October 14, 2018

Conquering the Darkness, part 2

“The thief cometh not, but for to steal, and to kill, and to destroy: I am come that they might have life, and that they might have it more abundantly.”-- John 10:10 (KJV)

God is love. God’s desire is to empower us and give us joy.

Satan‘s job is to make us feel helpless and worthless. That’s who he is. It’s what he does. The enemy of us all can’t do his job alone. He has help.
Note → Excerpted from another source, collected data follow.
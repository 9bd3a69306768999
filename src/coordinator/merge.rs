//! Request deduplication, merging and chunking.

use std::collections::HashSet;

use crate::types::{EntityId, FetchRequest};

/// Collapse a window's worth of requests into the calls to dispatch.
///
/// - Entity requests of the same type are unioned (distinct ids, first-seen
///   order) and split into chunks of at most `batch_size` ids.
/// - Identical relation requests collapse to one; relations of different
///   parents stay separate.
/// - "No entity" sentinel ids are dropped.
///
/// Entity batches come first (types in first-seen order), then relations.
pub fn merge_requests(
    requests: impl IntoIterator<Item = FetchRequest>,
    batch_size: usize,
) -> Vec<FetchRequest> {
    let mut entity_groups: Vec<(String, Vec<EntityId>, HashSet<EntityId>)> = Vec::new();
    let mut relations = Vec::new();
    let mut seen_relations = HashSet::new();

    for request in requests {
        match request {
            FetchRequest::Entities { entity_type, ids } => {
                let index = match entity_groups.iter().position(|(t, _, _)| *t == entity_type) {
                    Some(index) => index,
                    None => {
                        entity_groups.push((entity_type, Vec::new(), HashSet::new()));
                        entity_groups.len() - 1
                    }
                };
                let (_, ordered, seen) = &mut entity_groups[index];
                for id in ids {
                    if !id.is_absent() && seen.insert(id.clone()) {
                        ordered.push(id);
                    }
                }
            }
            FetchRequest::Relation { id, .. } if id.is_absent() => {}
            relation @ FetchRequest::Relation { .. } => {
                if seen_relations.insert(relation.clone()) {
                    relations.push(relation);
                }
            }
        }
    }

    let batch_size = batch_size.max(1);
    let mut merged = Vec::new();
    for (entity_type, ids, _) in entity_groups {
        for chunk in ids.chunks(batch_size) {
            merged.push(FetchRequest::Entities {
                entity_type: entity_type.clone(),
                ids: chunk.to_vec(),
            });
        }
    }
    merged.extend(relations);
    merged
}
//! Entity identifiers.

use std::fmt;

use serde::{Deserialize, Serialize};
use serde_json::Value;

/// Identifier of a cached entity.
///
/// The API mixes numeric ids (users, teams) with string ids (project
/// domains, collection slugs), so both are accepted. Serialises untagged,
/// i.e. as a bare JSON number or string.
#[derive(Debug, Clone, PartialEq, Eq, Hash, PartialOrd, Ord, Serialize, Deserialize)]
#[serde(untagged)]
pub enum EntityId {
    Int(i64),
    Str(String),
}

impl EntityId {
    /// Sentinel for "no related entity" (e.g. an absent foreign key).
    ///
    /// Reads with this id resolve immediately to an empty, ready result and
    /// never reach the network.
    pub const NONE: EntityId = EntityId::Int(-1);

    /// Whether this id is a "no entity" sentinel: [`EntityId::NONE`] or an
    /// empty string.
    pub fn is_absent(&self) -> bool {
        match self {
            EntityId::Int(n) => *n == -1,
            EntityId::Str(s) => s.is_empty(),
        }
    }

    /// Extract an id from a JSON value (a number or a string).
    pub fn from_json(value: &Value) -> Option<Self> {
        match value {
            Value::Number(n) => n.as_i64().map(EntityId::Int),
            Value::String(s) => Some(EntityId::Str(s.clone())),
            _ => None,
        }
    }

    /// Extract the `id` field of an entity payload.
    pub fn of(entity: &Value) -> Option<Self> {
        entity.get("id").and_then(Self::from_json)
    }
}

impl fmt::Display for EntityId {
    fn fmt(&self, f: &mut fmt::Formatter<'_>) -> fmt::Result {
        match self {
            EntityId::Int(n) => write!(f, "{n}"),
            EntityId::Str(s) => f.write_str(s),
        }
    }
}

impl From<i64> for EntityId {
    fn from(n: i64) -> Self {
        EntityId::Int(n)
    }
}

impl From<i32> for EntityId {
    fn from(n: i32) -> Self {
        EntityId::Int(n.into())
    }
}

impl From<u32> for EntityId {
    fn from(n: u32) -> Self {
        EntityId::Int(n.into())
    }
}

impl From<&str> for EntityId {
    fn from(s: &str) -> Self {
        EntityId::Str(s.to_string())
    }
}

impl From<String> for EntityId {
    fn from(s: String) -> Self {
        EntityId::Str(s)
    }
}

impl From<&EntityId> for EntityId {
    fn from(id: &EntityId) -> Self {
        id.clone()
    }
}

#[cfg(test)]
mod tests {
    use super::*;
    use serde_json::json;

    #[test]
    fn sentinels_are_absent() {
        assert!(EntityId::NONE.is_absent());
        assert!(EntityId::from("").is_absent());
        assert!(!EntityId::from(0).is_absent());
        assert!(!EntityId::from("p1").is_absent());
    }

    #[test]
    fn extracts_numeric_and_string_ids() {
        assert_eq!(EntityId::of(&json!({"id": 74})), Some(EntityId::Int(74)));
        assert_eq!(
            EntityId::of(&json!({"id": "p1"})),
            Some(EntityId::Str("p1".into()))
        );
        assert_eq!(EntityId::of(&json!({"name": "no id"})), None);
        assert_eq!(EntityId::of(&json!({"id": true})), None);
    }

    #[test]
    fn displays_as_query_value() {
        assert_eq!(EntityId::from(74).to_string(), "74");
        assert_eq!(EntityId::from("my-project").to_string(), "my-project");
    }

    #[test]
    fn serialises_untagged() {
        assert_eq!(serde_json::to_value(EntityId::from(7)).unwrap(), json!(7));
        let id: EntityId = serde_json::from_value(json!("abc")).unwrap();
        assert_eq!(id, EntityId::from("abc"));
    }
}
His story is a good example of how even our closest loved ones may weigh us down with their pride and accusations. Job loses his servants, his family, and his health. His wife tells him to curse God and die. The honorable man’s three closest friends say he must deserve his trouble. They accuse him of lying about being honorable and upright; he must have hidden sin.

Job calls his accusers “miserable comforters”. In modern language, he says, “If you want to throw stones at me because you think I’m a sinner, bring it on. Two can play at that game.”

Negativity = Toxicity

This article is the second of three writings on themes from the film: Unbroken: Path to Redemption. This movie is the amazing true story of the life of World War 2 hero, Louis Zamperini, immediately following his return to the U.S. Please read the first article here .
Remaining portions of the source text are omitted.